Tasmina Ahmed-Sheikh and Nicola Sturgeon pose for a selfie after voting. Picture: HemediaTasmina Ahmed-Sheikh and Nicola Sturgeon pose for a selfie after voting. Picture: Hemedia
Tasmina Ahmed-Sheikh and Nicola Sturgeon pose for a selfie after voting. Picture: Hemedia

SNP leader Alex Salmond already has two MEPs and hopes that a further collapse in the Liberal Democrat vote will help him add a third from the possible six seats.

Mr Salmond is pro-EU and wants Scotland to become a member state in its own right after a Yes vote in the independence referendum.

Campaigning this week, he said the SNP can keep Ukip out.

“The intolerant message that Ukip is peddling has no place in Scotland and the way to keep Ukip’s agenda out of Scottish politics is by voting SNP,’’ he said.

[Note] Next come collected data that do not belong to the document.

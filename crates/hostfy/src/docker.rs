use colored::Colorize;
use hostfy_container::{ContainerRuntime, DockerRuntime};
use std::sync::Arc;

/// Docker接続を初期化（エラーハンドリング付き）
pub async fn connect_with_error_handling() -> anyhow::Result<Arc<dyn ContainerRuntime>> {
    match DockerRuntime::connect().await {
        Ok(runtime) => Ok(Arc::new(runtime)),
        Err(e) => {
            eprintln!();
            eprintln!("{}", "✗ Docker接続エラー".red().bold());
            eprintln!();
            eprintln!("{}", "原因:".yellow());
            eprintln!("  {}", e);
            eprintln!();
            eprintln!("{}", "解決方法:".yellow());
            eprintln!("  • Dockerが起動しているか確認してください");
            eprintln!("  • hostfy を実行するユーザーが docker グループに所属しているか確認してください");
            eprintln!("  • docker ps コマンドが正常に動作するか確認してください");
            Err(anyhow::anyhow!("Docker接続に失敗しました"))
        }
    }
}
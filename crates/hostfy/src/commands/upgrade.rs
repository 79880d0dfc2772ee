use crate::progress::Spinner;
use crate::utils;
use colored::Colorize;
use hostfy_engine::{UpgradeRequest, upgrade};
use std::path::Path;

pub async fn handle(state_dir: &Path, name: String, force: bool) -> anyhow::Result<()> {
    println!("{}", format!("'{}' の更新を確認中...", name).blue());
    let ctx = utils::build_context(state_dir).await?;

    let spinner = Spinner::new("カタログと比較中...");
    let result = upgrade(&ctx, UpgradeRequest { name, force }).await;
    spinner.finish();
    let report = result?;

    for key in &report.added_env {
        println!("  + 環境変数: {}", key.green());
    }

    if report.up_to_date {
        println!();
        println!(
            "{}",
            format!("✓ '{}' は最新です", report.name).green().bold()
        );
        utils::print_advisories(&report.advisories);
        return Ok(());
    }

    for change in &report.image_changes {
        println!(
            "  {} {} → {}",
            change.container.cyan(),
            change.from.dimmed(),
            change.to.green()
        );
    }
    for container in &report.recreated {
        println!("  ✓ 再作成: {}", container.cyan());
    }

    println!();
    println!(
        "{}",
        format!("✓ '{}' を更新しました", report.name).green().bold()
    );
    utils::print_advisories(&report.advisories);

    Ok(())
}
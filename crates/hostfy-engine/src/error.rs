use hostfy_container::ContainerError;
use hostfy_core::CoreError;
use thiserror::Error;

#[derive(Error, Debug)]
pub enum EngineError {
    #[error(
        "カタログを取得できません: {url}\n理由: {message}\n\nヒント:\n  • ネットワーク接続を確認してください\n  • hostfy init --catalog-url で取得先を変更できます"
    )]
    CatalogUnavailable { url: String, message: String },

    #[error(
        "カタログに '{0}' が見つかりません\n\nヒント:\n  • hostfy catalog で利用可能なアプリを確認してください\n  • hostfy catalog --refresh でカタログを更新してください"
    )]
    CatalogEntryNotFound(String),

    #[error(
        "アプリ '{0}' は既にインストールされています\n\nヒント:\n  • --name で別の名前を指定してください\n  • 設定の変更は hostfy update を使用してください"
    )]
    AlreadyInstalled(String),

    #[error("依存サービス '{service}' を起動できませんでした\n理由: {source}")]
    DependencyStartFailed {
        service: String,
        #[source]
        source: ContainerError,
    },

    #[error(
        "データベース '{database}' の操作に失敗しました: {message}\n\nヒント:\n  • hostfy status で hostfy_postgres の状態を確認してください"
    )]
    DatabaseOperationFailed { database: String, message: String },

    #[error(
        "データベース '{database}' はアプリ '{app}' が使用中です\n\nヒント:\n  • hostfy remove {app} --purge でアプリとデータベースをまとめて削除してください"
    )]
    DatabaseInUse { database: String, app: String },

    #[error("コンテナ '{container}' の操作に失敗しました\n理由: {source}")]
    ContainerOperationFailed {
        container: String,
        #[source]
        source: ContainerError,
    },

    #[error(
        "コンテナ '{container}' が {timeout_secs} 秒以内に healthy になりませんでした\n\nヒント:\n  • hostfy logs でログを確認してください"
    )]
    HealthTimeout { container: String, timeout_secs: u64 },

    /// 処理は継続する。レポートの注意事項としてのみ使う
    #[error("未解決のプレースホルダーがあります: {}", .0.join(", "))]
    TemplateUnresolved(Vec<String>),

    #[error(
        "アプリ '{0}' はインストールされていません\n\nヒント:\n  • hostfy list でインストール済みのアプリを確認してください"
    )]
    StateRecordNotFound(String),

    #[error("アプリ '{app}' の記録を保存できませんでした\n理由: {source}")]
    StateWriteFailed {
        app: String,
        #[source]
        source: CoreError,
    },

    #[error(
        "アプリ '{app}' にコンテナ '{container}' はありません（利用可能: {}）",
        .available.join(", ")
    )]
    UnknownContainer {
        app: String,
        container: String,
        available: Vec<String>,
    },

    #[error("無効な名前です: '{0}'（英数字で始まり、英数字・'-'・'_' のみ使用できます）")]
    InvalidName(String),

    #[error(
        "名前 '{0}' は共有サービス用に予約されています\n\nヒント:\n  • --name で 'hostfy' / 'hostfy_' で始まらない名前を指定してください"
    )]
    ReservedName(String),

    #[error(transparent)]
    Core(#[from] CoreError),

    #[error(transparent)]
    Config(#[from] hostfy_config::ConfigError),

    #[error(transparent)]
    Container(#[from] ContainerError),
}

impl EngineError {
    pub(crate) fn container(container: impl Into<String>) -> impl FnOnce(ContainerError) -> Self {
        let container = container.into();
        move |source| match source {
            ContainerError::HealthTimeout {
                container,
                timeout_secs,
            } => EngineError::HealthTimeout {
                container,
                timeout_secs,
            },
            source => EngineError::ContainerOperationFailed { container, source },
        }
    }

    pub(crate) fn write_failed(app: impl Into<String>) -> impl FnOnce(CoreError) -> Self {
        let app = app.into();
        move |source| EngineError::StateWriteFailed { app, source }
    }
}

pub type Result<T> = std::result::Result<T, EngineError>;

#[cfg(test)]
mod tests {
    use super::*;

    #[test]
    fn test_health_timeout_is_lifted() {
        let err = EngineError::container("n8n-editor")(ContainerError::HealthTimeout {
            container: "n8n-editor".to_string(),
            timeout_secs: 120,
        });
        assert!(matches!(err, EngineError::HealthTimeout { timeout_secs: 120, .. }));
    }

    #[test]
    fn test_container_failure_keeps_name() {
        let err = EngineError::container("n8n-worker")(ContainerError::DockerApiError(
            "boom".to_string(),
        ));
        match err {
            EngineError::ContainerOperationFailed { container, .. } => {
                assert_eq!(container, "n8n-worker")
            }
            other => panic!("unexpected: {:?}", other),
        }
    }

    #[test]
    fn test_unresolved_message_lists_tokens() {
        let err = EngineError::TemplateUnresolved(vec!["FOO".to_string(), "BAR".to_string()]);
        assert!(err.to_string().contains("FOO, BAR"));
    }
}
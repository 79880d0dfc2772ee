use crate::docker;
use colored::Colorize;
use hostfy_core::StateStore;
use hostfy_engine::{EngineContext, EngineSettings, HttpCatalogSource};
use std::collections::BTreeMap;
use std::io::Write;
use std::path::Path;
use std::sync::Arc;
use tracing::debug;

/// 状態ディレクトリ・カタログ取得元・Docker接続から実行コンテキストを作る
pub async fn build_context(state_dir: &Path) -> anyhow::Result<EngineContext> {
    let store = StateStore::new(state_dir);
    let config = store.load_config()?;
    debug!(state_dir = %state_dir.display(), network = %config.network, "Building engine context");
    let source = Arc::new(HttpCatalogSource::new()?);
    let runtime = docker::connect_with_error_handling().await?;
    Ok(EngineContext::new(
        store,
        source,
        runtime,
        EngineSettings::from_config(&config),
    ))
}

/// `--env KEY=VALUE` をパースする（clap の value_parser）
pub fn parse_env_pair(value: &str) -> Result<(String, String), String> {
    match value.split_once('=') {
        Some((key, val)) if !key.trim().is_empty() => {
            Ok((key.trim().to_string(), val.to_string()))
        }
        _ => Err(format!(
            "KEY=VALUE 形式で指定してください: '{}'",
            value
        )),
    }
}

/// 同じキーは後に指定した値が勝つ
pub fn collect_env(pairs: Vec<(String, String)>) -> BTreeMap<String, String> {
    pairs.into_iter().collect()
}

/// y/N の確認プロンプト
pub fn confirm(prompt: &str) -> anyhow::Result<bool> {
    print!("{} [y/N]: ", prompt);
    std::io::stdout().flush()?;

    let mut input = String::new();
    std::io::stdin().read_line(&mut input)?;
    Ok(matches!(input.trim().to_lowercase().as_str(), "y" | "yes"))
}

/// 処理は成功したが注意が必要な項目
pub fn print_advisories(advisories: &[String]) {
    if advisories.is_empty() {
        return;
    }
    println!();
    println!("{}", "⚠ 注意:".yellow().bold());
    for advisory in advisories {
        println!("  • {}", advisory.yellow());
    }
}

/// ドメインごとに必要なDNS設定を案内する
pub fn print_dns_hint(domains: &[String]) {
    if domains.is_empty() {
        return;
    }
    println!();
    println!("{}", "DNS設定:".bold());
    for domain in domains {
        println!("  • {} をこのサーバーのIPアドレスに向けてください", domain.cyan());
    }
}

Polling expert Professor John Curtice says the Yes Scotland campaign will seek to exploit another Ukip failure.

“If Ukip do indeed manage to come first across Britain as a whole, but fail to pick up a seat in Scotland, the Yes campaign can be expected (to say) that this shows how very different the values of Scotland from those held by voters south of the border - and thus illustrates why Scotland should seek to govern itself,” he wrote on the website What Scotland Thinks.

But high-profile British media coverage of Ukip has irritated Greens, who also hope to send their first MEP from Scotland to Brussels.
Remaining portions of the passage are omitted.